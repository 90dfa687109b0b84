//! Two-phase search: slim identifier pass, rehydration, merge.
//!
//! When a search asking for full records cannot be served in one exchange,
//! it is run as:
//! 1. a slim search returning only `(id, score)` per hit,
//! 2. a fetch-by-identifier scan per probe returning the requested fields,
//! 3. a merge pairing every rehydrated record with its slim-pass score.
//!
//! Both passes go through the [`BatchExecutor`], so each may be split. The
//! rehydrate pass is expected to return records in the order the ids were
//! requested; [`MergeStrategy::Positional`] relies on that.

use crate::batch::{BatchExecutor, ChunkRange};
use crate::cache::OperationKey;
use crate::error::{Error, RehydrationError, Result};
use crate::types::{ProbeResults, Record};
use serde::{Deserialize, Serialize};
use std::collections::HashMap;
use std::future::Future;
use tracing::{debug, warn};

/// Ranked `(id, score)` pairs per probe, output of the slim pass.
pub type ScoredIds = Vec<Vec<(String, f32)>>;

/// How rehydrated records are paired with slim-pass scores.
#[derive(Debug, Clone, Copy, Default, PartialEq, Eq, Serialize, Deserialize)]
#[serde(rename_all = "snake_case")]
pub enum MergeStrategy {
    /// Record `i` takes score `i`. Mismatched ids are logged, not corrected.
    #[default]
    Positional,
    /// Each score is matched to the record carrying the same id.
    ById,
}

/// Reduce slim search results to ranked `(id, score)` pairs.
///
/// Every hit must carry a score.
pub fn scored_ids(results: ProbeResults) -> Result<ScoredIds> {
    results
        .into_iter()
        .enumerate()
        .map(|(probe, hits)| -> Result<Vec<(String, f32)>> {
            hits.into_iter()
                .map(|r| match r.score {
                    Some(score) => Ok((r.id, score)),
                    None => Err(Error::from(RehydrationError::MissingScore { probe, id: r.id })),
                })
                .collect()
        })
        .collect()
}

/// Pair rehydrated records with the scores of the slim pass.
///
/// Every slim hit must yield exactly one merged record; a count mismatch or,
/// with [`MergeStrategy::ById`], a missing id is an error.
pub fn merge(
    scored: ScoredIds,
    rehydrated: ProbeResults,
    strategy: MergeStrategy,
) -> Result<ProbeResults> {
    if scored.len() != rehydrated.len() {
        return Err(RehydrationError::ProbeMismatch {
            slim: scored.len(),
            rehydrated: rehydrated.len(),
        }
        .into());
    }

    scored
        .into_iter()
        .zip(rehydrated)
        .enumerate()
        .map(|(probe, (hits, records))| -> Result<Vec<Record>> {
            if hits.len() != records.len() {
                return Err(RehydrationError::CountMismatch {
                    probe,
                    expected: hits.len(),
                    got: records.len(),
                }
                .into());
            }
            match strategy {
                MergeStrategy::Positional => Ok(merge_positional(probe, hits, records)),
                MergeStrategy::ById => merge_by_id(probe, hits, records),
            }
        })
        .collect()
}

fn merge_positional(probe: usize, hits: Vec<(String, f32)>, records: Vec<Record>) -> Vec<Record> {
    hits.into_iter()
        .zip(records)
        .map(|((id, score), mut record)| {
            if record.id != id {
                warn!(
                    probe,
                    expected = %id,
                    got = %record.id,
                    "rehydrated record out of order; score paired by position"
                );
            }
            record.score = Some(score);
            record
        })
        .collect()
}

fn merge_by_id(
    probe: usize,
    hits: Vec<(String, f32)>,
    records: Vec<Record>,
) -> Result<Vec<Record>> {
    let by_id: HashMap<String, Record> = records.into_iter().map(|r| (r.id.clone(), r)).collect();
    hits.into_iter()
        .map(|(id, score)| -> Result<Record> {
            let mut record = by_id
                .get(&id)
                .cloned()
                .ok_or_else(|| RehydrationError::MissingId {
                    probe,
                    id: id.clone(),
                })?;
            record.score = Some(score);
            Ok(record)
        })
        .collect()
}

/// Runs the slim pass, the rehydrate pass and the merge.
pub struct SearchEnricher<'a> {
    executor: &'a BatchExecutor,
    strategy: MergeStrategy,
}

impl<'a> SearchEnricher<'a> {
    pub fn new(executor: &'a BatchExecutor, strategy: MergeStrategy) -> Self {
        Self { executor, strategy }
    }

    /// Phase A: identifier-and-score search for `count` hits per probe.
    ///
    /// `search` issues one slim search for the given hit range.
    pub async fn slim_pass<F, Fut>(
        &self,
        key: &OperationKey,
        count: usize,
        search: F,
    ) -> Result<ScoredIds>
    where
        F: FnMut(ChunkRange) -> Fut,
        Fut: Future<Output = Result<ProbeResults>>,
    {
        let results = self.executor.execute(key, 0, count, None, search).await?;
        scored_ids(results)
    }

    /// Phase B: fetch full records for every probe's ids, in id order.
    ///
    /// Probes are processed one after another; the first failure aborts the
    /// whole pass. Probes without hits issue no call.
    pub async fn rehydrate<F, Fut>(
        &self,
        key: &OperationKey,
        scored: &ScoredIds,
        mut fetch: F,
    ) -> Result<ProbeResults>
    where
        F: FnMut(Vec<String>) -> Fut,
        Fut: Future<Output = Result<Vec<Record>>>,
    {
        let mut results = Vec::with_capacity(scored.len());
        for (probe, hits) in scored.iter().enumerate() {
            if hits.is_empty() {
                results.push(Vec::new());
                continue;
            }
            debug!(probe, ids = hits.len(), "rehydrating probe");
            let records: Vec<Record> = self
                .executor
                .execute(key, 0, hits.len(), None, |range| {
                    let ids = hits[range.offset..range.end()]
                        .iter()
                        .map(|(id, _)| id.clone())
                        .collect();
                    fetch(ids)
                })
                .await?;
            results.push(records);
        }
        Ok(results)
    }

    /// All three phases.
    pub async fn run<S, SFut, F, FFut>(
        &self,
        slim_key: &OperationKey,
        scan_key: &OperationKey,
        count: usize,
        search: S,
        fetch: F,
    ) -> Result<ProbeResults>
    where
        S: FnMut(ChunkRange) -> SFut,
        SFut: Future<Output = Result<ProbeResults>>,
        F: FnMut(Vec<String>) -> FFut,
        FFut: Future<Output = Result<Vec<Record>>>,
    {
        let scored = self.slim_pass(slim_key, count, search).await?;
        let rehydrated = self.rehydrate(scan_key, &scored, fetch).await?;
        merge(scored, rehydrated, self.strategy)
    }
}

#[cfg(test)]
mod tests {
    use super::*;
    use crate::cache::{MemorySplitCache, OperationKind};
    use crate::types::FieldValue;
    use parking_lot::Mutex;
    use std::sync::Arc;

    fn full(id: &str) -> Record {
        Record::new(id).with_field("title", format!("title of {id}"))
    }

    fn slim(id: &str, score: f32) -> Record {
        Record {
            score: Some(score),
            ..Record::new(id)
        }
    }

    fn hits(pairs: &[(&str, f32)]) -> Vec<(String, f32)> {
        pairs.iter().map(|(id, s)| (id.to_string(), *s)).collect()
    }

    #[test]
    fn test_merge_in_order() {
        let merged = merge(
            vec![hits(&[("a", 0.9), ("b", 0.7)])],
            vec![vec![full("a"), full("b")]],
            MergeStrategy::Positional,
        )
        .unwrap();
        assert_eq!(merged[0][0].id, "a");
        assert_eq!(merged[0][0].score, Some(0.9));
        assert_eq!(
            merged[0][0].field("title"),
            Some(&FieldValue::String("title of a".to_string()))
        );
        assert_eq!(merged[0][1].id, "b");
        assert_eq!(merged[0][1].score, Some(0.7));
    }

    /// Positional pairing trusts the rehydrate order. When the server answers
    /// out of order, scores land on the wrong records.
    #[test]
    fn test_positional_merge_out_of_order_mismatches_scores() {
        let merged = merge(
            vec![hits(&[("a", 0.9), ("b", 0.7)])],
            vec![vec![full("b"), full("a")]],
            MergeStrategy::Positional,
        )
        .unwrap();
        assert_eq!(merged[0][0].id, "b");
        assert_eq!(merged[0][0].score, Some(0.9));
        assert_eq!(merged[0][1].id, "a");
        assert_eq!(merged[0][1].score, Some(0.7));
    }

    #[test]
    fn test_by_id_merge_out_of_order() {
        let merged = merge(
            vec![hits(&[("a", 0.9), ("b", 0.7)])],
            vec![vec![full("b"), full("a")]],
            MergeStrategy::ById,
        )
        .unwrap();
        assert_eq!(merged[0][0].id, "a");
        assert_eq!(merged[0][0].score, Some(0.9));
        assert_eq!(merged[0][1].id, "b");
        assert_eq!(merged[0][1].score, Some(0.7));
    }

    #[test]
    fn test_merge_count_mismatch_is_error() {
        let err = merge(
            vec![hits(&[("a", 0.9), ("b", 0.7)])],
            vec![vec![full("a")]],
            MergeStrategy::Positional,
        )
        .unwrap_err();
        assert!(matches!(
            err,
            Error::Rehydration(RehydrationError::CountMismatch {
                probe: 0,
                expected: 2,
                got: 1
            })
        ));
    }

    #[test]
    fn test_merge_missing_id_is_error() {
        let err = merge(
            vec![hits(&[("a", 0.9), ("b", 0.7)])],
            vec![vec![full("a"), full("c")]],
            MergeStrategy::ById,
        )
        .unwrap_err();
        assert!(matches!(
            err,
            Error::Rehydration(RehydrationError::MissingId { ref id, .. }) if id == "b"
        ));
    }

    #[test]
    fn test_merge_probe_mismatch_is_error() {
        let err = merge(vec![vec![], vec![]], vec![vec![]], MergeStrategy::Positional).unwrap_err();
        assert!(matches!(
            err,
            Error::Rehydration(RehydrationError::ProbeMismatch { .. })
        ));
    }

    #[test]
    fn test_scored_ids_requires_scores() {
        let scored = scored_ids(vec![vec![slim("a", 0.9)], vec![slim("b", 0.5)]]).unwrap();
        assert_eq!(scored, vec![hits(&[("a", 0.9)]), hits(&[("b", 0.5)])]);

        let err = scored_ids(vec![vec![slim("a", 0.9)], vec![Record::new("b")]]).unwrap_err();
        assert!(matches!(
            err,
            Error::Rehydration(RehydrationError::MissingScore { probe: 1, ref id }) if id == "b"
        ));
    }

    #[tokio::test]
    async fn test_run_two_probes_with_empty_probe() {
        let executor = BatchExecutor::new(Arc::new(MemorySplitCache::new()));
        let enricher = SearchEnricher::new(&executor, MergeStrategy::Positional);
        let slim_key = OperationKey::new(OperationKind::SlimSearch, "db", "coll", 2, false);
        let scan_key = OperationKey::new(OperationKind::Scan, "db", "coll", 1, false);
        let fetched = Mutex::new(Vec::new());

        let results = enricher
            .run(
                &slim_key,
                &scan_key,
                2,
                |_| async { Ok::<_, Error>(vec![vec![slim("a", 0.9), slim("b", 0.7)], vec![]]) },
                |ids: Vec<String>| {
                    fetched.lock().push(ids.clone());
                    async move { Ok::<Vec<Record>, Error>(ids.iter().map(|id| full(id)).collect()) }
                },
            )
            .await
            .unwrap();

        assert_eq!(results.len(), 2);
        assert_eq!(results[0].len(), 2);
        assert_eq!(results[0][1].score, Some(0.7));
        assert!(results[1].is_empty());
        assert_eq!(*fetched.lock(), vec![vec!["a".to_string(), "b".to_string()]]);
    }

    #[tokio::test]
    async fn test_rehydrate_failure_aborts_remaining_probes() {
        let executor = BatchExecutor::new(Arc::new(MemorySplitCache::new()));
        let enricher = SearchEnricher::new(&executor, MergeStrategy::Positional);
        let scan_key = OperationKey::new(OperationKind::Scan, "db", "coll", 1, false);
        let calls = Mutex::new(0usize);

        let scored = vec![hits(&[("a", 0.9)]), hits(&[("b", 0.8)])];
        let result = enricher
            .rehydrate(&scan_key, &scored, |_ids| {
                *calls.lock() += 1;
                async { Err::<Vec<Record>, _>(Error::Transport(tonic::Status::unavailable("no route"))) }
            })
            .await;

        assert!(matches!(result, Err(Error::Transport(_))));
        assert_eq!(*calls.lock(), 1);
    }
}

◇ ◇ ◇ ◇ ◇

## Your goal
Return all lines in the entries above that carry the word "BatchExecutor".

## Solution
//! Both passes go through the [`BatchExecutor`], so each may be split. The
use crate::batch::{BatchExecutor, ChunkRange};
    executor: &'a BatchExecutor,
    pub fn new(executor: &'a BatchExecutor, strategy: MergeStrategy) -> Self {
        let executor = BatchExecutor::new(Arc::new(MemorySplitCache::new()));
        let executor = BatchExecutor::new(Arc::new(MemorySplitCache::new()));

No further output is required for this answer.